I'll get me coat.  Or nick someone else's....


The Dales - probably fingerprint marks where God's hand touched the world

*

hamstergbert

  • Hero Member
  • *****
  • Location: Guiseley, West Riding of Yorkshire
  • 1903
Re: The Daily Funny - Give us a Laugh!
« Reply #3123 on: August 28, 2015, 10:29 »
and in today's paper I read about the lad apprehended for stealing jellies.
In mitigation it was pointed out that the value was trifling
He was still remanded in custard though....
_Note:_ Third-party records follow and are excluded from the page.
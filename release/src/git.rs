//! # Release Git Steps
//!
//! File: release/src/git.rs
//!
//! The commit/tag/push sequence that follows a version bump. Steps run in
//! order with inherited stdio; the first one that fails stops the release.
//!
use crate::error::ReleaseError;
use std::{
    fmt,
    path::{Path, PathBuf},
    process::{Command, Stdio},
};
use tracing::{error, info};

/// The identity commits are made under.
#[derive(Debug, Clone, PartialEq, Eq)]
pub struct GitIdentity {
    pub name: String,
    pub email: String,
}

/// One `git` invocation.
#[derive(Debug, Clone, PartialEq, Eq)]
pub struct GitStep {
    /// Short label used in logs and errors, e.g. `git push --tags`.
    pub label: String,
    pub args: Vec<String>,
}

impl GitStep {
    fn new(label: &str, args: &[&str]) -> Self {
        Self {
            label: format!("git {label}"),
            args: args.iter().map(|a| a.to_string()).collect(),
        }
    }
}

impl fmt::Display for GitStep {
    fn fmt(&self, f: &mut fmt::Formatter<'_>) -> fmt::Result {
        write!(f, "git {}", self.args.join(" "))
    }
}

/// Builds the release sequence for `version`, staging `files`.
pub fn release_steps(version: &str, identity: &GitIdentity, files: &[PathBuf]) -> Vec<GitStep> {
    let mut add = vec!["add".to_string()];
    add.extend(files.iter().map(|p| p.display().to_string()));
    let message = format!("chore: bump version to {version} [CI]");
    let tag = format!("v{version}");

    vec![
        GitStep::new("config user.name", &["config", "user.name", identity.name.as_str()]),
        GitStep::new("config user.email", &["config", "user.email", identity.email.as_str()]),
        GitStep {
            label: "git add".to_string(),
            args: add,
        },
        GitStep::new("commit", &["commit", "-m", message.as_str()]),
        GitStep::new("tag", &["tag", tag.as_str()]),
        GitStep::new("push", &["push"]),
        GitStep::new("push --tags", &["push", "--tags"]),
    ]
}

/// Runs `steps` in order from `cwd`.
///
/// # Errors
///
/// * `ReleaseError::Spawn` - git could not be started.
/// * `ReleaseError::StepFailed` - a step exited non-zero. Later steps are not run.
pub fn run_steps(steps: &[GitStep], cwd: &Path) -> Result<(), ReleaseError> {
    for step in steps {
        info!("Running: {}", step);
        let status = Command::new("git")
            .args(&step.args)
            .current_dir(cwd)
            .stdin(Stdio::null())
            .stdout(Stdio::inherit())
            .stderr(Stdio::inherit())
            .status()
            .map_err(|source| ReleaseError::Spawn {
                step: step.label.clone(),
                source,
            })?;

        if !status.success() {
            let code = status.code().map_or("?".to_string(), |c| c.to_string());
            error!("'{}' failed with exit code {}", step.label, code);
            return Err(ReleaseError::StepFailed {
                step: step.label.clone(),
                status: code,
            });
        }
    }
    Ok(())
}
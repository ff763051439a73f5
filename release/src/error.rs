//! # bump-version Error Types
//!
//! File: release/src/error.rs
//!
//! Every failure aborts the release where it happens. Nothing already
//! written or committed is rolled back.
//!
use std::path::PathBuf;
use thiserror::Error;

#[derive(Error, Debug)]
pub enum ReleaseError {
    #[error("I/O error on {}: {source}", path.display())]
    Io {
        path: PathBuf,
        #[source]
        source: std::io::Error,
    },

    #[error("No version matching `{pattern}` found in {}", path.display())]
    VersionNotFound { path: PathBuf, pattern: String },

    #[error("Invalid version '{0}' (expected MAJOR.MINOR.PATCH)")]
    InvalidVersion(String),

    /// A git step ran and exited unsuccessfully.
    #[error("Release step '{step}' failed with status {status}")]
    StepFailed { step: String, status: String },

    /// A git step could not be started at all.
    #[error("Failed to run release step '{step}'. Is git installed and in PATH?")]
    Spawn {
        step: String,
        #[source]
        source: std::io::Error,
    },
}

#[cfg(test)]
mod tests {
    use super::*;

    #[test]
    fn test_error_messages() {
        let err = ReleaseError::VersionNotFound {
            path: PathBuf::from("cli/Cargo.toml"),
            pattern: "version".into(),
        };
        assert_eq!(
            err.to_string(),
            "No version matching `version` found in cli/Cargo.toml"
        );

        let err = ReleaseError::StepFailed {
            step: "git push".into(),
            status: "1".into(),
        };
        assert!(err.to_string().contains("'git push'"));
    }
}
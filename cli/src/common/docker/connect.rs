//! # dtool Docker Connection
//!
//! File: cli/src/common/docker/connect.rs
//!
//! ## Overview
//!
//! Defines `RuntimeClient`, the single value through which dtool talks to the
//! Docker daemon. It is created once per invocation in `main` and passed by
//! reference to the command handlers; there is no process-wide client.
//!
//! The other adapter modules (`state`, `interaction`) add their own
//! `impl RuntimeClient` blocks.
//!
//! ```rust
//! let client = RuntimeClient::connect()?;
//! if client.daemon_is_running().await {
//!     let records = client.list_containers(false).await?;
//! }
//! ```
//!
use crate::core::error::{DtoolError, Result};
use anyhow::{anyhow, Context};
use bollard::Docker;
use tracing::{debug, instrument};

/// Thin wrapper around a `bollard::Docker` connection.
#[derive(Debug, Clone)]
pub struct RuntimeClient {
    pub(super) docker: Docker,
}

impl RuntimeClient {
    /// Connects to the local Docker daemon using `bollard`'s defaults.
    ///
    /// Honours `DOCKER_HOST`; otherwise uses the platform socket
    /// (`/var/run/docker.sock` on Unix, the named pipe on Windows).
    /// Building the client does not contact the daemon yet.
    ///
    /// # Errors
    ///
    /// Returns `DtoolError::DockerApi` if the connection settings are unusable
    /// (e.g. a malformed `DOCKER_HOST`).
    #[instrument]
    pub fn connect() -> Result<Self> {
        let docker = Docker::connect_with_local_defaults()
            .map_err(|e| anyhow!(DtoolError::DockerApi { source: e }))
            .context("Failed to connect to Docker daemon. Is it running and accessible?")?;
        Ok(Self { docker })
    }

    /// Pings the daemon. Never fails: any error collapses to `false`.
    #[instrument(skip(self))]
    pub async fn daemon_is_running(&self) -> bool {
        match self.docker.ping().await {
            Ok(reply) => {
                debug!("Docker daemon answered ping: {}", reply);
                true
            }
            Err(e) => {
                debug!("Docker daemon ping failed: {}", e);
                false
            }
        }
    }
}

#[cfg(test)]
mod tests {
    use super::*;

    /// Requires a running Docker daemon. Run with `cargo test -- --ignored`.
    #[tokio::test]
    #[ignore]
    async fn test_connect_and_ping() {
        let client = RuntimeClient::connect().expect("connect");
        assert!(client.daemon_is_running().await);
    }
}
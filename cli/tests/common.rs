//! # dtool CLI Integration Test Common Helpers
//!
//! File: cli/tests/common.rs
//!
//! Shared helpers for the integration tests in `cli/tests/`. Each test file
//! pulls this in with `mod common;`.
//!

// Not every test file uses every helper.
#![allow(dead_code)]

pub use assert_cmd::Command;
use std::path::Path;
use tempfile::TempDir;

/// A socket path no daemon listens on.
pub const UNREACHABLE_DOCKER_HOST: &str = "unix:///nonexistent/dtool-test/docker.sock";

/// Creates an `assert_cmd::Command` for the compiled `dtool` binary.
///
/// ## Panics
/// Panics if the `dtool` binary cannot be found via `Command::cargo_bin`.
pub fn dtool_cmd() -> Command {
    let mut cmd = Command::cargo_bin("dtool").expect("Failed to find dtool binary for testing");
    cmd.env("NO_COLOR", "1").env_remove("RUST_LOG");
    cmd
}

/// A `dtool` command pointed at a daemon that is not there, using the
/// config file at `config`.
pub fn dtool_without_daemon(config: &Path) -> Command {
    let mut cmd = dtool_cmd();
    cmd.env("DOCKER_HOST", UNREACHABLE_DOCKER_HOST)
        .env("DTOOL_CONFIG", config);
    cmd
}

/// Writes `contents` to a `config.toml` in a fresh temporary directory.
pub fn temp_config(contents: &str) -> (TempDir, std::path::PathBuf) {
    let dir = tempfile::tempdir().expect("Failed to create temp dir");
    let path = dir.path().join("config.toml");
    std::fs::write(&path, contents).expect("Failed to write config.toml");
    (dir, path)
}
//! # dtool `ps` Command
//!
//! File: cli/src/commands/ps.rs
//!
//! ## Overview
//!
//! Lists containers as a colour-coded table, optionally narrowed to those
//! matching a name or ID.
//!
//! ## Workflow
//!
//! 1. Build a `FilterSpec` from the arguments, with `config.toml`'s `[ps]`
//!    section supplying defaults for `--all` / `--regex`.
//! 2. List containers (running only unless `--all`).
//! 3. Apply the filter when a token was given.
//! 4. Print the table, or the "No containers found." notice.
//!
//! ## Usage
//!
//! ```bash
//! dtool ps                 # running containers
//! dtool ps --all           # include stopped ones
//! dtool ps my-container    # exact name
//! dtool ps e3f1d2          # ID prefix
//! dtool ps -r '^api-'      # case-insensitive regex over names and IDs
//! ```
//!
use crate::{
    common::{
        docker::RuntimeClient,
        filter::{self, FilterSpec, MatchMode},
        ui::table,
    },
    core::{config::PsDefaults, error::Result},
};
use clap::Parser;
use tracing::{debug, info};

/// # `ps` Arguments (`PsArgs`)
#[derive(Parser, Debug)]
#[command(
    about = "📋 List containers",
    after_help = "Examples:\n  dtool ps\n  dtool ps --all\n  dtool ps my-container\n  dtool ps e3f1d2"
)]
pub struct PsArgs {
    /// Container name or ID to filter.
    container: Option<String>,

    /// Show all containers (default shows just running).
    #[arg(long, short)]
    all: bool,

    /// Use regex match.
    #[arg(long, short)]
    regex: bool,
}

impl PsArgs {
    /// Flags switch behaviour on; configuration decides the default.
    fn filter_spec(&self, defaults: &PsDefaults) -> FilterSpec {
        let mode = if self.regex || defaults.regex {
            MatchMode::Regex
        } else {
            MatchMode::Exact
        };
        FilterSpec {
            token: self.container.clone(),
            mode,
            include_stopped: self.all || defaults.all,
        }
    }
}

/// Handles `dtool ps`.
///
/// # Errors
///
/// * `DtoolError::InvalidFilterPattern` - `--regex` with a pattern that does not compile.
/// * `DtoolError::RuntimeUnavailable` / `DtoolError::DockerApi` - listing failed.
pub async fn handle_ps(args: PsArgs, client: &RuntimeClient, defaults: &PsDefaults) -> Result<()> {
    let spec = args.filter_spec(defaults);
    info!(
        "Handling ps (Filter: {:?}, Mode: {:?}, All: {})",
        spec.token, spec.mode, spec.include_stopped
    );

    let records = client.list_containers(spec.include_stopped).await?;
    let matching = filter::filter_containers(records, &spec)?;
    debug!("{} container(s) after filtering.", matching.len());

    print!("{}", table::render(&matching));
    Ok(())
}
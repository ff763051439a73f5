//! # dtool `exec` Command
//!
//! File: cli/src/commands/exec.rs
//!
//! Runs a command inside a running container and prints its output as it
//! arrives, one chunk at a time. dtool exits with the command's exit code.
//!
//! ```bash
//! dtool exec web -- ls -la /usr/share/nginx/html
//! dtool exec db -- psql -U postgres -c 'select 1'
//! dtool exec web --capture-to out.log -- cat /etc/os-release
//! ```
//!
use crate::{
    common::docker::{ExecChunk, RuntimeClient},
    core::error::{DtoolError, Result},
};
use anyhow::{anyhow, Context};
use clap::Parser;
use std::path::PathBuf;
use tokio::io::{stderr, stdout, AsyncWriteExt};
use tracing::{debug, info, warn};

/// # `exec` Arguments (`ExecArgs`)
#[derive(Parser, Debug)]
#[command(about = "⚡ Execute a command in a running container")]
pub struct ExecArgs {
    /// Container name or ID.
    container: String,

    /// Also write everything the command printed to this file.
    #[arg(long, value_name = "FILE")]
    capture_to: Option<PathBuf>,

    /// Command and arguments, after `--`.
    #[arg(required = true, last = true)]
    command: Vec<String>,
}

/// Handles `dtool exec`.
///
/// # Errors
///
/// * `DtoolError::ContainerNotFound` / `DtoolError::ContainerNotRunning` - checked first.
/// * `DtoolError::ExecFailed` - the command exited non-zero.
pub async fn handle_exec(args: ExecArgs, client: &RuntimeClient) -> Result<()> {
    info!(
        "Handling exec command (Container: {}, Command: {:?})",
        args.container, args.command
    );

    let mut stream = client.stream_exec(&args.container, &args.command).await?;
    if args.capture_to.is_some() {
        stream = stream.with_capture();
    }
    debug!("Streaming output of exec '{}'", stream.exec_id());
    let mut out = stdout();
    let mut err = stderr();

    while let Some(chunk) = stream.next_chunk().await? {
        match &chunk {
            ExecChunk::Stdout(text) => {
                out.write_all(text.as_bytes())
                    .await
                    .context("Failed to write exec output to stdout")?;
                out.flush().await.context("Failed to flush stdout")?;
            }
            ExecChunk::Stderr(text) => {
                err.write_all(text.as_bytes())
                    .await
                    .context("Failed to write exec output to stderr")?;
                err.flush().await.context("Failed to flush stderr")?;
            }
        }
    }

    if let Some(path) = &args.capture_to {
        tokio::fs::write(path, stream.captured().concat())
            .await
            .with_context(|| format!("Failed to write captured output to {}", path.display()))?;
        info!("Captured exec output written to {}", path.display());
    }

    let code = stream.exit_code().await?;
    if code != 0 {
        warn!("Command {:?} exited with code {}", args.command, code);
        return Err(anyhow!(DtoolError::ExecFailed {
            container: args.container,
            code,
        }));
    }
    Ok(())
}

#[cfg(test)]
mod tests {
    use super::*;

    #[test]
    fn test_exec_args_parsing() {
        let args = ExecArgs::try_parse_from(["exec", "web", "--", "ls", "-la"]).unwrap();
        assert_eq!(args.container, "web");
        assert_eq!(args.command, vec!["ls", "-la"]);
        assert!(args.capture_to.is_none());
    }

    #[test]
    fn test_exec_args_capture_to() {
        let args =
            ExecArgs::try_parse_from(["exec", "web", "--capture-to", "out.log", "--", "env"])
                .unwrap();
        assert_eq!(args.capture_to, Some(PathBuf::from("out.log")));
        assert_eq!(args.command, vec!["env"]);
    }

    #[test]
    fn test_exec_requires_command() {
        assert!(ExecArgs::try_parse_from(["exec", "web"]).is_err());
    }
}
And in a separate incident, an electrician was charged with battery.
Bit of a bright spark and claimed it wasn't his volt and they should let him go ohm.
Circuit Judge was short with him about his resistance
He is currently locked in a dry cell.

A photographer was arrested for arranging a dozen eggs artistically on the Harvey Nicks descalator.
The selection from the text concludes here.